1.3 Degree Distribution

Probability distributions over entire network

# function degree() returns a dictionary with keys being nodes and

# values being degrees of nodes

degrees = G.degree()

degree_values = sorted(set(degrees.values()))

histogram = [list(degrees.values()).count(i)/float(nx.number_of_nodes(G)) for i in degree_values]

import matplotlib.pyplot as plt

plt.bar(degree_values, histogram)

plt.xlabel('Degree')

plt.ylabel('Fraction of Nodes')

plt.show()

1.4 Extracting Attributes

1.4.1 Node-based Method

Transform into DataFrame columns, initialize the dataframe, using the nodes as the index:

df = pd.DataFrame(index = G.nodes())
df['location'] = pd.Series(nx.get_node_attributes(G, 'location'))

df['population'] = pd.Series(nx.get_node_attributes(G, 'population'))

df.head()

Add features:

df['clustering'] = pd.Series(nx.clustering(G))

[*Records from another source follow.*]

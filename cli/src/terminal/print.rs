use std::fmt::Display;

use colored::*;
use tracing::info;
use unicode_width::UnicodeWidthStr;

use crate::terminal::colors;

pub const TOTAL_WIDTH: usize = 64;
const KEY_WIDTH: usize = 10;
const TREE_KEY_WIDTH: usize = 7;

pub const AUTHORIZED_USE_NOTICE: &str = "Only scan hosts you own or are authorized to test";

/// Prints a raw line through the logging pipeline so it never tears the spinner.
#[macro_export]
macro_rules! mprint {
    () => {
        $crate::terminal::print::print("");
    };
    ($msg:expr) => {
        $crate::terminal::print::print($msg);
    };
}

pub trait WithDefaultColor {
    fn with_default(self, default_color: Color) -> ColoredString;
}

impl WithDefaultColor for &str {
    fn with_default(self, default_color: Color) -> ColoredString {
        self.color(default_color)
    }
}

impl WithDefaultColor for String {
    fn with_default(self, default_color: Color) -> ColoredString {
        self.color(default_color)
    }
}

impl WithDefaultColor for ColoredString {
    fn with_default(self, _default_color: Color) -> ColoredString {
        self
    }
}

/// `-qq` and beyond print one compact line per result instead of a tree.
pub fn is_compact(q_level: u8) -> bool {
    !matches!(q_level, 0 | 1)
}

pub fn print(msg: &str) {
    info!(target: "probr::print", raw_msg = msg);
}

pub fn banner(no_banner: bool, q_level: u8) {
    if no_banner || q_level > 0 {
        return;
    }

    let text_content: String = format!("⟦ PROBR v{} ⟧", env!("CARGO_PKG_VERSION"));
    let text_width: usize = UnicodeWidthStr::width(text_content.as_str());
    let side: usize = TOTAL_WIDTH.saturating_sub(text_width) / 2;
    let text: ColoredString = text_content.color(colors::PRIMARY).bold();
    let sep: ColoredString = "═".repeat(side).color(colors::SEPARATOR);

    print(&format!("{sep}{text}{sep}"));
}

pub fn header(msg: &str, q_level: u8) {
    if q_level > 0 {
        return;
    }

    let formatted: String = format!("⟦ {} ⟧", msg.to_uppercase());
    let msg_len: usize = UnicodeWidthStr::width(formatted.as_str());

    let dash_count: usize = TOTAL_WIDTH.saturating_sub(msg_len);
    let left: usize = dash_count / 2;
    let right: usize = dash_count - left;

    let line: String = format!(
        "{}{}{}",
        "─".repeat(left).color(colors::SEPARATOR),
        formatted.color(colors::PRIMARY),
        "─".repeat(right).color(colors::SEPARATOR)
    );

    print(&line);
}

pub fn authorized_use_notice() {
    let mark: ColoredString = "!".color(colors::FAILURE).bold();
    print(&format!("{mark} {}", AUTHORIZED_USE_NOTICE.color(colors::TEXT_DEFAULT).italic()));
}

pub fn fat_separator() {
    let sep: ColoredString = "═".repeat(TOTAL_WIDTH).color(colors::SEPARATOR);
    print(&sep.to_string());
}

pub fn aligned_line<V>(key: &str, value: V)
where
    V: Display + WithDefaultColor,
{
    let dots: String = ".".repeat((KEY_WIDTH + 1).saturating_sub(key.len()));
    let colon: String = format!(
        "{}{}",
        dots.color(colors::SEPARATOR),
        ":".color(colors::SEPARATOR)
    );
    let value: ColoredString = value.with_default(colors::TEXT_DEFAULT);
    print_status(format!("{}{} {}", key.color(colors::PRIMARY), colon, value));
}

pub fn print_status<T: AsRef<str>>(msg: T) {
    let prefix: ColoredString = ">".color(colors::SEPARATOR);
    let message: String = format!("{} {}", prefix, msg.as_ref().color(colors::TEXT_DEFAULT));
    print(&message);
}

pub fn tree_head(idx: usize, name: &str) {
    let idx_str: String = format!("[{}]", idx.to_string().color(colors::ACCENT));
    let output: String = format!(
        "{} {}",
        idx_str.color(colors::SEPARATOR),
        name.color(colors::PRIMARY)
    );
    print(&output);
}

pub fn as_tree_one_level(key_value_pair: &[(String, ColoredString)]) {
    for (i, (key, value)) in key_value_pair.iter().enumerate() {
        let last: bool = i + 1 == key_value_pair.len();
        let branch: ColoredString = if last {
            "└─".color(colors::SEPARATOR)
        } else {
            "├─".color(colors::SEPARATOR)
        };
        let dots: ColoredString = ".".repeat(TREE_KEY_WIDTH.saturating_sub(key.len())).color(colors::SEPARATOR);
        let output: String = format!(
            " {} {}{}{} {}",
            branch,
            key.color(colors::TEXT_DEFAULT),
            dots,
            ":".color(colors::SEPARATOR),
            value
        );
        print(&output);
    }
}

pub fn centerln(msg: &str) {
    let space = " ".repeat(TOTAL_WIDTH.saturating_sub(console::measure_text_width(msg)) / 2);
    print(&format!("{space}{msg}{space}"));
}

pub fn no_results(what: &str) {
    centerln(&format!("no {what} found").color(colors::FAILURE).bold().to_string());
}

pub fn end_of_program() {
    print(&"═".repeat(TOTAL_WIDTH).color(colors::SEPARATOR).to_string());
}

// ╔════════════════════════════════════════════╗
// ║ ████████╗███████╗███████╗████████╗███████╗ ║
// ║ ╚══██╔══╝██╔════╝██╔════╝╚══██╔══╝██╔════╝ ║
// ║    ██║   █████╗  ███████╗   ██║   ███████╗ ║
// ║    ██║   ██╔══╝  ╚════██║   ██║   ╚════██║ ║
// ║    ██║   ███████╗███████║   ██║   ███████║ ║
// ║    ╚═╝   ╚══════╝╚══════╝   ╚═╝   ╚══════╝ ║
// ╚════════════════════════════════════════════╝

#[cfg(test)]
mod tests {
    use super::*;

    #[test]
    fn every_level_past_two_stays_compact() {
        assert!(!is_compact(0));
        assert!(!is_compact(1));
        for q_level in 2..=u8::MAX {
            assert!(is_compact(q_level), "-q x{q_level} should be compact");
        }
    }
}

df['degree'] = pd.Series(G.degree())

df

1.4.2 Edge-based Features

Initialize the DataFrame, using the edges as the index:

G.edges(data=True)

df = pd.DataFrame(index=G.edges())

df['weight'] = pd.Series(nx.get_edge_attributes(G, 'weight'))

df

df['preferential attachment'] = [i[2] for i in nx.preferential_attachment(G, df.index)]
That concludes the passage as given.